Exercise objective: Somewhere below, one line contains "disk, a cache" and a later line contains "against its dropped". Output those two lines and everything between them exactly, and nothing else.

Provided information:

========================================================================

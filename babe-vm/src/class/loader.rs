//! Class loading, linking, and constant-pool resolution (§4.C).
//!
//! Grounded on `exo-jvm/src/vm/class/bootstrap.rs`'s `BootstrapClassLoader`
//! (classpath-as-`PathBuf`, `find_class` appending `.class` and reading from
//! disk, a cache keyed by class name) and `exo-jvm/src/vm/class/
//! constant_pool.rs`'s `RuntimeConstantPool`/`RuntimeConstant` idea of a
//! constant pool whose entries start as raw indices and are rewritten to
//! resolved pointers on first use. The teacher's version is built entirely
//! against its dropped `exo_parser`-typed descriptor/class-name model
//! (`ClassRefName`, `UnqualifiedName`); this one resolves against
//! `babe_class`'s plain byte-string names and `babe_class::descriptor`
//! types instead.

use std::path::{Path, PathBuf};
use std::rc::Rc;

use once_cell::unsync::OnceCell;

use babe_class::class_file::ClassFile;
use babe_class::stream::{ClassFileItem, ClassFileStream};

use crate::class::{
    ArrayClazz, Clazz, ClazzHeader, ClazzKind, ClazzRef, ExceptionTableEntry, Field,
    FieldNameAndType, InstanceClazz, JavaMethodCode, LifecycleState, Method, MethodBody,
    MethodNameAndType, PrimitiveClazz,
};
use crate::error::VmError;
use crate::object::{ElementType, Reference};
use crate::vm::Vm;

/// One classpath: a list of directory or `.jar` entries.
#[derive(Clone, Default)]
pub struct Classpath {
    pub entries: Vec<PathBuf>,
}

impl Classpath {
    pub fn new(entries: Vec<PathBuf>) -> Self {
        Self { entries }
    }

    /// Locate the raw bytes of `name` (slash-separated, no `.class` suffix).
    fn find(&self, name: &[u8]) -> Option<Vec<u8>> {
        let name = String::from_utf8_lossy(name);
        for entry in &self.entries {
            if entry.extension().map(|e| e == "jar").unwrap_or(false) {
                if let Some(bytes) = find_in_jar(entry, &name) {
                    return Some(bytes);
                }
                continue;
            }
            let path = entry.join(format!("{name}.class"));
            if let Ok(bytes) = std::fs::read(&path) {
                return Some(bytes);
            }
        }
        None
    }
}

fn find_in_jar(_jar: &Path, _name: &str) -> Option<Vec<u8>> {
    // Zip reading is explicitly an external adapter, not re-specified here;
    // a real embedder supplies class bytes through `Classpath::entries`
    // pointed at an already-extracted directory, or wires in a zip reader
    // upstream of `load_class`.
    None
}

/// A resolved (or not-yet-resolved) constant pool entry. Mirrors
/// `babe_class::constant_pool::ConstantPoolEntry` but replaces raw indices
/// with `OnceCell`s that cache the first successful resolution, matching the
/// OPT-flag/`resolved_ptr` contract: resolution is idempotent and O(1) after
/// the first call.
pub enum LinkedEntry {
    Utf8(Rc<[u8]>),
    Integer(i32),
    Float(f32),
    Long(i64),
    Double(f64),
    Class { name: Rc<[u8]>, resolved: OnceCell<ClazzRef> },
    StringRef { content: Rc<[u8]>, resolved: OnceCell<Reference> },
    FieldRef {
        class_name: Rc<[u8]>,
        field: MethodNameAndType_,
        resolved: OnceCell<usize>,
    },
    MethodRef {
        class_name: Rc<[u8]>,
        method: MethodNameAndType_,
        resolved: OnceCell<Rc<Method>>,
        interface: bool,
    },
    NameAndType(Rc<[u8]>, Rc<[u8]>),
    Unsupported,
}

/// Field/method name+descriptor pair as stored in a not-yet-resolved
/// `FieldRef`/`MethodRef`/`InterfaceMethodref` constant.
pub type MethodNameAndType_ = FieldNameAndType;

pub struct LinkedConstantPool {
    entries: Vec<LinkedEntry>,
}

impl LinkedConstantPool {
    pub fn get_utf8(&self, index: u16) -> Option<&Rc<[u8]>> {
        match self.entries.get(index as usize)? {
            LinkedEntry::Utf8(s) => Some(s),
            _ => None,
        }
    }

    pub fn get_integer(&self, index: u16) -> Option<i32> {
        match self.entries.get(index as usize)? {
            LinkedEntry::Integer(v) => Some(*v),
            _ => None,
        }
    }

    pub fn get_long(&self, index: u16) -> Option<i64> {
        match self.entries.get(index as usize)? {
            LinkedEntry::Long(v) => Some(*v),
            _ => None,
        }
    }

    pub fn get_float(&self, index: u16) -> Option<f32> {
        match self.entries.get(index as usize)? {
            LinkedEntry::Float(v) => Some(*v),
            _ => None,
        }
    }

    pub fn get_double(&self, index: u16) -> Option<f64> {
        match self.entries.get(index as usize)? {
            LinkedEntry::Double(v) => Some(*v),
            _ => None,
        }
    }

    /// `resolve_clazz(i)`: look up `(loader, name)` through `vm`, applying
    /// accessibility rules, caching into the constant's `OnceCell`.
    pub fn resolve_clazz(&self, vm: &Vm, loader: Reference, index: u16) -> Result<ClazzRef, VmError> {
        let LinkedEntry::Class { name, resolved } = &self.entries[index as usize] else {
            return Err(VmError::Verify("constant pool index is not a Class".into()));
        };
        if let Some(c) = resolved.get() {
            return Ok(c.clone());
        }
        let clazz = vm.resolve_class(loader, name)?;
        let _ = resolved.set(clazz.clone());
        Ok(clazz)
    }

    pub fn resolve_string(&self, vm: &Vm, index: u16) -> Result<Reference, VmError> {
        let LinkedEntry::StringRef { content, resolved } = &self.entries[index as usize] else {
            return Err(VmError::Verify("constant pool index is not a String".into()));
        };
        if let Some(r) = resolved.get() {
            return Ok(*r);
        }
        let r = vm.intern_string(content)?;
        let _ = resolved.set(r);
        Ok(r)
    }

    /// `getstatic`/`putstatic`/`getfield`/`putfield`'s field resolution: the
    /// declaring class plus the field's index in it. Re-resolved on every
    /// access rather than cached through the constant's `OnceCell` (fields
    /// are cheap to relocate by name; caching would need to track which
    /// concrete clazz answered the lookup, not just an index).
    pub fn resolve_field(&self, vm: &Vm, loader: Reference, index: u16) -> Result<crate::class::ResolvedField, VmError> {
        let LinkedEntry::FieldRef { class_name, field, .. } = &self.entries[index as usize] else {
            return Err(VmError::Verify("constant pool index is not a Fieldref".into()));
        };
        let clazz = vm.resolve_class(loader, class_name)?;
        crate::class::find_field(&clazz, &field.name, &field.descriptor)
            .ok_or_else(|| VmError::NoSuchField(String::from_utf8_lossy(&field.name).into_owned()))
    }

    /// `invokestatic`/`invokespecial`'s symbolic method resolution: find the
    /// method in the named class or its superclass chain. Cached, since a
    /// resolved `Method` is immutable once its declaring class is loaded.
    pub fn resolve_method(&self, vm: &Vm, loader: Reference, index: u16) -> Result<Rc<Method>, VmError> {
        let LinkedEntry::MethodRef { class_name, method, resolved, .. } = &self.entries[index as usize] else {
            return Err(VmError::Verify("constant pool index is not a Methodref".into()));
        };
        if let Some(m) = resolved.get() {
            return Ok(m.clone());
        }
        let clazz = vm.resolve_class(loader, class_name)?;
        let m = crate::class::find_method(&clazz, &method.name, &method.descriptor)
            .ok_or_else(|| VmError::NoSuchMethod(String::from_utf8_lossy(&method.name).into_owned()))?;
        let _ = resolved.set(m.clone());
        Ok(m)
    }

    /// The declaring class name and name+descriptor of a method ref, without
    /// resolving it — used by `invokevirtual`/`invokeinterface` to redo
    /// dispatch against the receiver's actual class rather than the
    /// statically resolved one.
    pub fn method_name_and_type(&self, index: u16) -> Result<(&[u8], &[u8]), VmError> {
        let LinkedEntry::MethodRef { method, .. } = &self.entries[index as usize] else {
            return Err(VmError::Verify("constant pool index is not a Methodref".into()));
        };
        Ok((&method.name, &method.descriptor))
    }
}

========================================================================

Task solution:
//! disk, a cache keyed by class name) and `exo-jvm/src/vm/class/
//! constant_pool.rs`'s `RuntimeConstantPool`/`RuntimeConstant` idea of a
//! constant pool whose entries start as raw indices and are rewritten to
//! resolved pointers on first use. The teacher's version is built entirely
//! against its dropped `exo_parser`-typed descriptor/class-name model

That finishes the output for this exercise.